Golden gong for land of the Dzong
Often ignorantly looked upon, or overlooked, as an irrelevant, backward political curiosity, Bhutan is now acknowledged as a world leader in the field of environmental protection through political stoicism, muting, at least temporarily, those who would criticise the absolute rule of the Wangchuk Dynasty.
Recent global television coverage by renowned documentary maker and former Monty Python, Michael Palin, piqued the world’s interest in Bhutan. Moved by the Kingdom’s scenic beauty, benevolent ruler and deeply pious constitution, Palin was moved to declare:
“If the fabled Shangri-La exists beyond the legend, this is it.”
In a curious twist, the United Nations Environment Programme (UNEP) effectively validates the fable immortalised in James Hilton’s 1933 best-seller, Lost Horizon, where westerners escaping strife-torn China crash land in a mythical Himalayan kingdom.
That imaginary kingdom, Shangri-La, was bound by a terse but highly effective constitution put simply as; “be kind”. A phrase so often echoed in the teachings of Buddha.
The subsequent 1937 film of the same name opens with the tantalising notion: “In these days of wars and rumors of wars - - haven’t you ever dreamed of a place where there was peace and security, where living was not a struggle but a lasting delight?” - a phrase not altogether lost even today! Bhutan is not completely untouched by the realities and tribulations of the 21st Century, but often these political and diplomatic frictions had their genesis in much earlier times. Bhutan only became a ‘state’ in its modern form in the early 17th Century when an exiled Tibetan monk, Shabdrung Ngawang Namgyel, began a dynasty that ruled for three hundred years.
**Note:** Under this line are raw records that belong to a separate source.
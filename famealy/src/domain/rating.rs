//! Rating aggregation over a meal's rating list.
//!
//! Everything here is pure: no clocks, no persistence. Callers inject the
//! write time for [`upsert_rating`].

use std::fmt;

use chrono::{DateTime, Utc};
use serde::Serialize;

use super::meal::{Meal, MealRating, Score};
use super::user::{DisplayName, UserId};

/// Mean rating score rounded to one decimal place.
///
/// Stored as an integer count of tenths so that equal averages compare
/// equal and ordering is exact.
///
/// # Examples
/// ```
/// use famealy::domain::AverageScore;
///
/// let avg = AverageScore::from_tenths(47);
/// assert_eq!(avg.to_string(), "4.7");
/// ```
#[derive(Debug, Clone, Copy, Default, PartialEq, Eq, PartialOrd, Ord, Hash, Serialize)]
#[serde(into = "f64")]
pub struct AverageScore(u32);

impl AverageScore {
    /// Average of a meal with no ratings.
    pub const UNRATED: Self = Self(0);

    /// Build an average from a count of tenths, e.g. `35` for `3.5`.
    pub const fn from_tenths(tenths: u32) -> Self {
        Self(tenths)
    }

    /// Number of tenths, e.g. `47` for `4.7`.
    pub const fn tenths(self) -> u32 {
        self.0
    }

    /// Whether this is the average of an empty rating list.
    pub const fn is_unrated(self) -> bool {
        self.0 == 0
    }

    /// Floating-point view of the average.
    pub fn as_f64(self) -> f64 {
        f64::from(self.0) / 10.0
    }
}

impl From<AverageScore> for f64 {
    fn from(value: AverageScore) -> Self {
        value.as_f64()
    }
}

impl fmt::Display for AverageScore {
    fn fmt(&self, f: &mut fmt::Formatter<'_>) -> fmt::Result {
        write!(f, "{}.{}", self.0.div_euclid(10), self.0.rem_euclid(10))
    }
}

/// Arithmetic mean of the scores, rounded half away from zero to one
/// decimal place. An empty list averages to zero.
///
/// # Examples
/// ```
/// use famealy::domain::{average_score, AverageScore};
///
/// assert_eq!(average_score(&[]), AverageScore::UNRATED);
/// ```
pub fn average_score(ratings: &[MealRating]) -> AverageScore {
    let Ok(count) = u64::try_from(ratings.len()) else {
        return AverageScore::UNRATED;
    };
    if count == 0 {
        return AverageScore::UNRATED;
    }
    let sum: u64 = ratings
        .iter()
        .map(|rating| u64::from(rating.score.value()))
        .sum();
    // Hundredths, truncated, then rounded to tenths. Scores are positive so
    // half-up and half-away-from-zero coincide.
    let hundredths = sum.saturating_mul(100).div_euclid(count);
    let tenths = hundredths.saturating_add(5).div_euclid(10);
    AverageScore(u32::try_from(tenths).unwrap_or(u32::MAX))
}

/// Insert or replace `user_id`'s rating on `meal`.
///
/// Returns a new meal whose ratings are the existing ones minus any entry
/// by `user_id`, followed by the new entry stamped with `at`. The comment
/// is trimmed; the input meal is untouched.
pub fn upsert_rating(
    meal: &Meal,
    user_id: &UserId,
    user_name: &DisplayName,
    score: Score,
    comment: &str,
    at: DateTime<Utc>,
) -> Meal {
    let mut ratings: Vec<MealRating> = meal
        .ratings()
        .iter()
        .filter(|rating| &rating.user_id != user_id)
        .cloned()
        .collect();
    ratings.push(MealRating {
        user_id: user_id.clone(),
        user_name: user_name.clone(),
        score,
        comment: comment.trim().to_owned(),
        timestamp: at,
    });
    meal.with_ratings(ratings)
}

/// Sort meals by ascending average; unrated meals come first.
///
/// The sort is stable, so meals with equal averages keep their input
/// order. Collections are stored in insertion order, which makes ties
/// resolve oldest first.
pub fn sort_by_average(mut meals: Vec<Meal>) -> Vec<Meal> {
    meals.sort_by_cached_key(|meal| average_score(meal.ratings()));
    meals
}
Consequently Bhutan has its very roots in the foundations of Buddhism, a religion that backs up the “peace and goodwill” rhetoric of other faiths with action - and nowhere in the Buddhist world, or the whole world perhaps, is this mantra more evident than the supremely humble Kingdom of Bhutan.
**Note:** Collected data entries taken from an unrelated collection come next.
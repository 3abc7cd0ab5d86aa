//! Identity resolution: merging what the identity provider reports with the
//! locally cached profile.
//!
//! The provider is the source of truth for *who* the user is; the local
//! cache is the source of truth for *their household state* (status and
//! family). [`resolve_user`] is pure and is re-run on every identity change,
//! so the same inputs always produce the same user.

use super::user::{DisplayName, Status, User, UserId};

/// Identity as reported by the identity provider.
///
/// Fields are raw provider values; an identity whose id is blank or carries
/// surrounding whitespace is ambiguous and resolves to no user.
#[derive(Debug, Clone, Default, PartialEq, Eq)]
pub struct ExternalIdentity {
    /// Opaque, stable identity.
    pub id: String,
    /// Email on the account, if the provider shares it.
    pub email: Option<String>,
    /// Display name chosen at sign-up, if any.
    pub display_name: Option<String>,
}

impl ExternalIdentity {
    /// Identity with only an id.
    pub fn new(id: impl Into<String>) -> Self {
        Self {
            id: id.into(),
            email: None,
            display_name: None,
        }
    }

    /// Attach an email.
    #[must_use]
    pub fn with_email(mut self, email: impl Into<String>) -> Self {
        self.email = Some(email.into());
        self
    }

    /// Attach a display name.
    #[must_use]
    pub fn with_display_name(mut self, display_name: impl Into<String>) -> Self {
        self.display_name = Some(display_name.into());
        self
    }

    /// The user id this identity maps to, or `None` when it is ambiguous.
    ///
    /// The provider id is used verbatim; it is never trimmed.
    pub fn user_id(&self) -> Option<UserId> {
        UserId::new(&self.id).ok()
    }
}

/// Merge an identity with the locally cached profile into one user.
///
/// - `id` comes from the identity.
/// - `email` comes from the identity, or is empty.
/// - `name` is the identity's display name unless it is blank, else the
///   cached name, else `"User"`. Provider names are not length-limited.
/// - `current_status` and `family_id` come from the cache, else `Unset`
///   and none.
///
/// Returns `None` when the identity is ambiguous (blank or padded id).
///
/// # Examples
/// ```
/// use famealy::domain::{resolve_user, ExternalIdentity};
///
/// let identity = ExternalIdentity::new("u1").with_email("a@b.com");
/// let user = resolve_user(&identity, None).unwrap();
/// assert_eq!(user.name().as_ref(), "User");
/// ```
pub fn resolve_user(identity: &ExternalIdentity, cached: Option<&User>) -> Option<User> {
    let id = identity.user_id()?;
    let email = identity
        .email
        .as_deref()
        .map(str::trim)
        .unwrap_or_default();
    // `DisplayName::new` only rejects blank names.
    let name = identity
        .display_name
        .as_deref()
        .and_then(|name| DisplayName::new(name).ok())
        .or_else(|| cached.map(|user| user.name().clone()))
        .unwrap_or_else(DisplayName::placeholder);
    let status = cached.map_or(Status::Unset, User::current_status);
    let family_id = cached.and_then(|user| user.family_id().cloned());

    Some(
        User::new(id, name, email)
            .with_status(status)
            .with_optional_family(family_id),
    )
}

/// Pick the cached profile that belongs to `id`.
///
/// Prefers the persisted session user when it is the same person, then the
/// roster entry with that id. A session user cached for somebody else is
/// ignored so one account never inherits another's family.
pub fn cached_profile_for(
    id: &UserId,
    session_user: Option<User>,
    roster: &[User],
) -> Option<User> {
    session_user
        .filter(|user| user.id() == id)
        .or_else(|| roster.iter().find(|user| user.id() == id).cloned())
}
Away from the fanciful literary world, King Jigme Singye Wangchuk, the National Assembly, the Council of Ministers and the good people of Bhutan have worked harmoniously to produce an environmental policy and national development plan that places the preservation of the environment and wellbeing of the people above all else.
This policy is even represented by a unifying set of goals euphemistically entitled Maximisation of Gross National Happiness (MGNH), human development, the promotion and preservation of culture and heritage, balanced and equitable socio-economic development, good governance, and environmentally sustainable development.
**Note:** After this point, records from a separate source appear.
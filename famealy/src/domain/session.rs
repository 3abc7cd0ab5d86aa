//! Process-wide session state.
//!
//! [`SessionStore`] holds the authenticated user and publishes every
//! change as a [`SessionSnapshot`] on a watch channel, so whatever renders
//! the screens can react to out-of-band sign-outs. All profile mutations
//! go through [`SessionStore::update_user`], which keeps the cached session
//! user and its roster entry in step.

use std::sync::Arc;

use tokio::sync::watch;
use tracing::{debug, info};

use super::DomainError;
use super::auth::{LoginCredentials, SignUpRequest};
use super::family::Family;
use super::identity::{ExternalIdentity, cached_profile_for, resolve_user};
use super::ports::{IdentityProvider, SessionUserRepository, SignUpOutcome, UsersRepository};
use super::service_support::{map_collection_error, map_identity_error};
use super::user::{Status, User};

/// Message returned when sign-up needs the user to confirm their email.
pub const CONFIRM_EMAIL_MESSAGE: &str =
    "Check your email to confirm your account, then sign in.";

/// Authentication state of the session.
#[derive(Debug, Clone, Default, PartialEq, Eq)]
pub struct AuthState {
    user: Option<User>,
}

impl AuthState {
    /// Nobody signed in.
    pub fn signed_out() -> Self {
        Self { user: None }
    }

    /// `user` is signed in.
    pub fn signed_in(user: User) -> Self {
        Self { user: Some(user) }
    }

    /// The signed-in user, if any.
    pub fn user(&self) -> Option<&User> {
        self.user.as_ref()
    }

    /// Whether a user is signed in.
    pub fn is_authenticated(&self) -> bool {
        self.user.is_some()
    }
}

/// Screen the UI should show.
///
/// `Loading` is left once the first identity is applied and never
/// re-entered.
#[derive(Debug, Clone, Copy, PartialEq, Eq, Hash)]
pub enum Screen {
    /// Start-up has not finished.
    Loading,
    /// Nobody is signed in.
    Unauthenticated,
    /// Signed in but not yet part of a family.
    Onboarding,
    /// Signed in and in a family.
    Main,
}

/// Session state published to subscribers.
#[derive(Debug, Clone, PartialEq, Eq)]
pub struct SessionSnapshot {
    screen: Screen,
    auth: AuthState,
}

impl SessionSnapshot {
    fn loading() -> Self {
        Self {
            screen: Screen::Loading,
            auth: AuthState::signed_out(),
        }
    }

    fn from_auth(auth: AuthState) -> Self {
        let screen = match auth.user() {
            None => Screen::Unauthenticated,
            Some(user) if user.has_family() => Screen::Main,
            Some(_) => Screen::Onboarding,
        };
        Self { screen, auth }
    }

    /// Screen derived from the auth state.
    pub fn screen(&self) -> Screen {
        self.screen
    }

    /// Current authentication state.
    pub fn auth(&self) -> &AuthState {
        &self.auth
    }

    /// The signed-in user, if any.
    pub fn user(&self) -> Option<&User> {
        self.auth.user()
    }
}

/// Collaborators of the session store.
#[derive(Clone)]
pub struct SessionPorts {
    /// Global roster, upserted on every profile change.
    pub users: Arc<dyn UsersRepository>,
    /// Cached profile of the signed-in user.
    pub session_user: Arc<dyn SessionUserRepository>,
    /// Provider that owns sign-in state.
    pub identity: Arc<dyn IdentityProvider>,
}

/// Owner of the authenticated session.
///
/// Cloning yields another handle to the same session.
#[derive(Clone)]
pub struct SessionStore {
    ports: SessionPorts,
    state: Arc<watch::Sender<SessionSnapshot>>,
}

impl SessionStore {
    /// Create a store in the `Loading` state.
    pub fn new(ports: SessionPorts) -> Self {
        let (state, _) = watch::channel(SessionSnapshot::loading());
        Self {
            ports,
            state: Arc::new(state),
        }
    }

    /// Latest published snapshot.
    pub fn snapshot(&self) -> SessionSnapshot {
        self.state.borrow().clone()
    }

    /// The signed-in user, if any.
    pub fn current_user(&self) -> Option<User> {
        self.state.borrow().user().cloned()
    }

    /// Follow session changes.
    pub fn subscribe(&self) -> watch::Receiver<SessionSnapshot> {
        self.state.subscribe()
    }

    fn publish(&self, auth: AuthState) -> SessionSnapshot {
        let snapshot = SessionSnapshot::from_auth(auth);
        self.state.send_replace(snapshot.clone());
        snapshot
    }

    /// Resolve the provider's current session and leave `Loading`.
    pub async fn start(&self) -> Result<SessionSnapshot, DomainError> {
        let identity = self
            .ports
            .identity
            .current_session()
            .await
            .map_err(map_identity_error)?;
        self.apply_identity(identity).await?;
        Ok(self.snapshot())
    }

    /// Re-derive the session from the latest identity.
    ///
    /// A missing or ambiguous identity signs the session out and discards
    /// the cached user. Otherwise the identity is merged with the cached
    /// profile, logged in, and upserted into the roster. Applying the same
    /// identity twice leaves the same state.
    pub async fn apply_identity(
        &self,
        latest: Option<ExternalIdentity>,
    ) -> Result<Option<User>, DomainError> {
        let Some((identity, id)) =
            latest.and_then(|candidate| candidate.user_id().map(|id| (candidate, id)))
        else {
            self.clear_session().await?;
            return Ok(None);
        };

        let session_user = self
            .ports
            .session_user
            .load()
            .await
            .map_err(map_collection_error)?;
        let mut roster = self
            .ports
            .users
            .load_all()
            .await
            .map_err(map_collection_error)?;
        let cached = cached_profile_for(&id, session_user, &roster);
        let Some(user) = resolve_user(&identity, cached.as_ref()) else {
            self.clear_session().await?;
            return Ok(None);
        };

        self.login(user.clone()).await?;
        match roster.iter_mut().find(|entry| entry.id() == user.id()) {
            Some(entry) if *entry == user => {}
            Some(entry) => {
                *entry = user.clone();
                self.write_roster(&roster).await?;
            }
            None => {
                roster.push(user.clone());
                self.write_roster(&roster).await?;
            }
        }
        Ok(Some(user))
    }

    async fn write_roster(&self, roster: &[User]) -> Result<(), DomainError> {
        self.ports
            .users
            .replace_all(roster)
            .await
            .map_err(map_collection_error)
    }

    /// Make `user` the signed-in user and persist it as the session user.
    pub async fn login(&self, user: User) -> Result<(), DomainError> {
        self.ports
            .session_user
            .save(&user)
            .await
            .map_err(map_collection_error)?;
        info!(user_id = %user.id(), "session signed in");
        self.publish(AuthState::signed_in(user));
        Ok(())
    }

    /// Sign out at the provider, then drop the session.
    pub async fn logout(&self) -> Result<(), DomainError> {
        self.ports
            .identity
            .sign_out()
            .await
            .map_err(map_identity_error)?;
        self.clear_session().await
    }

    async fn clear_session(&self) -> Result<(), DomainError> {
        self.ports
            .session_user
            .clear()
            .await
            .map_err(map_collection_error)?;
        if self.state.borrow().auth().is_authenticated() {
            info!("session signed out");
        } else {
            debug!("no identity; session stays signed out");
        }
        self.publish(AuthState::signed_out());
        Ok(())
    }

    /// Replace the signed-in user.
    ///
    /// Persists the session user and replaces the roster entry with the
    /// same id; other roster entries are untouched. Fails with
    /// `Unauthorized` when nobody is signed in and `InvalidRequest` when
    /// `updated` is somebody else.
    pub async fn update_user(&self, updated: User) -> Result<(), DomainError> {
        let Some(current) = self.current_user() else {
            return Err(DomainError::unauthorized("sign in before updating your profile"));
        };
        if current.id() != updated.id() {
            return Err(DomainError::invalid_request(
                "cannot update a user other than the signed-in one",
            ));
        }

        self.ports
            .session_user
            .save(&updated)
            .await
            .map_err(map_collection_error)?;
        let mut roster = self
            .ports
            .users
            .load_all()
            .await
            .map_err(map_collection_error)?;
        if let Some(entry) = roster.iter_mut().find(|entry| entry.id() == updated.id()) {
            *entry = updated.clone();
            self.write_roster(&roster).await?;
        }

        debug!(user_id = %updated.id(), status = ?updated.current_status(), "user updated");
        self.publish(AuthState::signed_in(updated));
        Ok(())
    }

    /// Set today's status of the signed-in user.
    pub async fn set_status(&self, status: Status) -> Result<User, DomainError> {
        let user = self
            .current_user()
            .ok_or_else(|| DomainError::unauthorized("sign in before setting a status"))?
            .with_status(status);
        self.update_user(user.clone()).await?;
        Ok(user)
    }

    /// Put the signed-in user into `family`.
    pub async fn assign_family(&self, family: &Family) -> Result<User, DomainError> {
        let user = self
            .current_user()
            .ok_or_else(|| DomainError::unauthorized("sign in before joining a family"))?
            .with_family(family.id().clone());
        self.update_user(user.clone()).await?;
        info!(user_id = %user.id(), family_id = %family.id(), "joined family");
        Ok(user)
    }

    /// Register an account and sign in as it.
    ///
    /// When the provider needs the email confirmed first, no session user
    /// is created and `Unconfirmed` is returned.
    pub async fn sign_up(&self, request: &SignUpRequest) -> Result<User, DomainError> {
        let outcome = self
            .ports
            .identity
            .sign_up(request)
            .await
            .map_err(map_identity_error)?;
        let mut identity = match outcome {
            SignUpOutcome::Active(identity) => identity,
            SignUpOutcome::PendingConfirmation => {
                info!(email = request.credentials().email(), "sign-up awaits confirmation");
                return Err(DomainError::unconfirmed(CONFIRM_EMAIL_MESSAGE));
            }
        };
        if identity.display_name.is_none() {
            identity.display_name = Some(request.display_name().to_string());
        }
        self.sign_in_as(identity).await
    }

    /// Authenticate and sign in.
    pub async fn sign_in(&self, credentials: &LoginCredentials) -> Result<User, DomainError> {
        let identity = self
            .ports
            .identity
            .sign_in(credentials)
            .await
            .map_err(map_identity_error)?;
        self.sign_in_as(identity).await
    }

    async fn sign_in_as(&self, identity: ExternalIdentity) -> Result<User, DomainError> {
        self.apply_identity(Some(identity))
            .await?
            .ok_or_else(|| {
                DomainError::unauthorized("identity provider returned an empty identity")
            })
    }
}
Gentle modernisation, a sustainable use of resources, eco-friendly power and even the recent banning of tobacco sales speaks volumes for their commitment. Nowhere will you see gaudy western architecture, tasteless multinational advertising or thoughtless acts like littering, graffiti or rudeness.
Bhutan’s unique MGNH objective has even been mimicked by envious western governments eager to emulate this laudable policy. Australia’s own Indigo Shire Council in NSW is one such body hoping to bathe in Bhutan’s karma.
Bhutan’s 2 million inhabitants are mostly subsistence farmers and have a modest lifestyle unburdened by the ‘polluting effects’ of westernisation. Internet use is extremely limited, there are only two radio stations, just two airports and less than 10,000 mobile phones. On the flip side, the Kingdom has the lowest road fatality rate in the world (0.08 per 100k of population and just 20,000 cars), virtually no pollution, almost no crime and the only violence you’ll see is maybe one of the fierce Himalayan storms that give Bhutan its alternate name: Land of the Thunder Dragon.
Although tourist numbers are rising, they are effectively limited by the number of seats available on the only airline to service Bhutan, the national carrier, Druk Air. Currently just 5,000 people visit annually and the King actively seeks “upscale, environmentally conscientious visitors” in sympathy with the country’s cautious but gradually expanding contact with the modern world beyond its borders.
A delightful scenic film, “Travellers and Magicians”, a modern day parable directed by Khyentse Norbu and set in Bhutan, is currently screening in Australia - try and catch it!